## WORK INSTRUCTION
Return only the lines from the one containing "for (_, rule)" to the end of the entries below, exactly as written, both ends included.

————

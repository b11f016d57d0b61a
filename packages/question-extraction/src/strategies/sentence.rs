//! Sentence-boundary scanner for questions phrased as statements.

use super::{Candidate, Strategy};
use crate::patterns::{PatternLibrary, QUESTION_WORDS, SURVEY_INDICATORS};

/// Splits content on sentence terminators and keeps 20–300 character
/// sentences containing an interrogative/modal word or a survey indicator.
///
/// Catches survey items that the punctuation-driven scanners miss, such as
/// agree/disagree statements.
pub struct SentenceBoundaryScanner;

impl Strategy for SentenceBoundaryScanner {
    fn label(&self) -> &'static str {
        "sentence_boundary"
    }

    fn extract(&self, content: &str, patterns: &PatternLibrary) -> Vec<Candidate> {
        patterns
            .sentence_split
            .split(content)
            .filter_map(|sentence| {
                let sentence = sentence.trim();
                let len = sentence.chars().count();
                ((20..=300).contains(&len) && contains_question_indicator(sentence)).then(|| {
                    Candidate {
                        text: sentence.to_string(),
                        strategy: self.label(),
                    }
                })
            })
            .collect()
    }
}

/// True when the sentence carries a question word or survey indicator.
fn contains_question_indicator(sentence: &str) -> bool {
    let lower = sentence.to_lowercase();

    QUESTION_WORDS.iter().any(|w| lower.contains(w))
        || SURVEY_INDICATORS.iter().any(|i| lower.contains(i))
}

#[cfg(test)]
mod tests {
    use super::*;

    #[test]
    fn test_keeps_survey_indicator_sentence() {
        let scanner = SentenceBoundaryScanner;
        let patterns = PatternLibrary::new();

        let content = "Respondents strongly oppose the new tolls. The sun set at nine.";
        let candidates = scanner.extract(content, &patterns);

        assert_eq!(candidates.len(), 1);
        assert_eq!(candidates[0].text, "Respondents strongly oppose the new tolls");
    }

    #[test]
    fn test_rejects_short_sentences() {
        let scanner = SentenceBoundaryScanner;
        let patterns = PatternLibrary::new();

        // Contains "vote" but under 20 characters
        let candidates = scanner.extract("Go vote next week.", &patterns);
        assert!(candidates.is_empty());
    }
}
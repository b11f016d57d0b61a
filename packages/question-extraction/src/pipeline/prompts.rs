//! The LLM prompt for fallback question extraction.

use sha2::{Digest, Sha256};

/// Sentinel the collaborator returns when the content holds no questions.
///
/// Matched case-insensitively anywhere in the response.
pub const NO_QUESTIONS_SENTINEL: &str = "NO_QUESTIONS_FOUND";

/// Prompt for extracting verbatim survey questions from scraped content.
pub const FALLBACK_PROMPT: &str = r#"Extract EXISTING survey questions from this polling/survey content. Find questions that already exist - do NOT create new ones.

SOURCE: {url}

CONTENT:
{content}

EXTRACTION RULES:
1. Only extract questions that already exist in the content
2. Questions must end with "?" or be clear survey questions
3. Questions should be 15-250 characters long
4. Focus on polling/survey questions (opinions, approval, voting, policy, demographics)
5. Return maximum {max_questions} questions
6. Format: One question per line, no numbering
7. If no actual questions found, return "NO_QUESTIONS_FOUND"

EXISTING SURVEY QUESTIONS:"#;

/// Format the fallback prompt, bounding content to `content_limit` characters.
pub fn format_fallback_prompt(
    content: &str,
    url: &str,
    max_questions: usize,
    content_limit: usize,
) -> String {
    let sample: String = content.chars().take(content_limit).collect();
    let source = if url.is_empty() { "Polling Website" } else { url };

    FALLBACK_PROMPT
        .replace("{url}", source)
        .replace("{content}", &sample)
        .replace("{max_questions}", &max_questions.to_string())
}

/// Generate a hash of the fallback prompt for cache invalidation.
pub fn fallback_prompt_hash() -> String {
    let mut hasher = Sha256::new();
    hasher.update(FALLBACK_PROMPT.as_bytes());
    format!("{:x}", hasher.finalize())
}
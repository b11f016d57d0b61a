//! Whole-match regex scanner over the keyword rule table.

use super::{Candidate, Strategy};
use crate::patterns::PatternLibrary;

/// Applies every rule in [`crate::patterns::KEYWORD_PATTERNS`] and emits
/// each whole match as a candidate.
///
/// Rules cover capitalized questions, interrogative openers, and the
/// approval/voting/policy/demographic/current-event/political-figure
/// vocabularies. Rules run in declaration order; within a rule, matches
/// come out in document order.
pub struct KeywordScanner;

impl Strategy for KeywordScanner {
    fn label(&self) -> &'static str {
        "keyword"
    }

    fn extract(&self, content: &str, patterns: &PatternLibrary) -> Vec<Candidate> {
        let mut candidates = Vec::new();

        for (_, rule) in patterns.keyword_rules() {
            for m in rule.find_iter(content) {
                candidates.push(Candidate {
                    text: m.as_str().trim().to_string(),
                    strategy: self.label(),
                });
            }
        }

        candidates
    }
}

————

## WORKED SOLUTION
        for (_, rule) in patterns.keyword_rules() {
            for m in rule.find_iter(content) {
                candidates.push(Candidate {
                    text: m.as_str().trim().to_string(),
                    strategy: self.label(),
                });
            }
        }

        candidates
    }
}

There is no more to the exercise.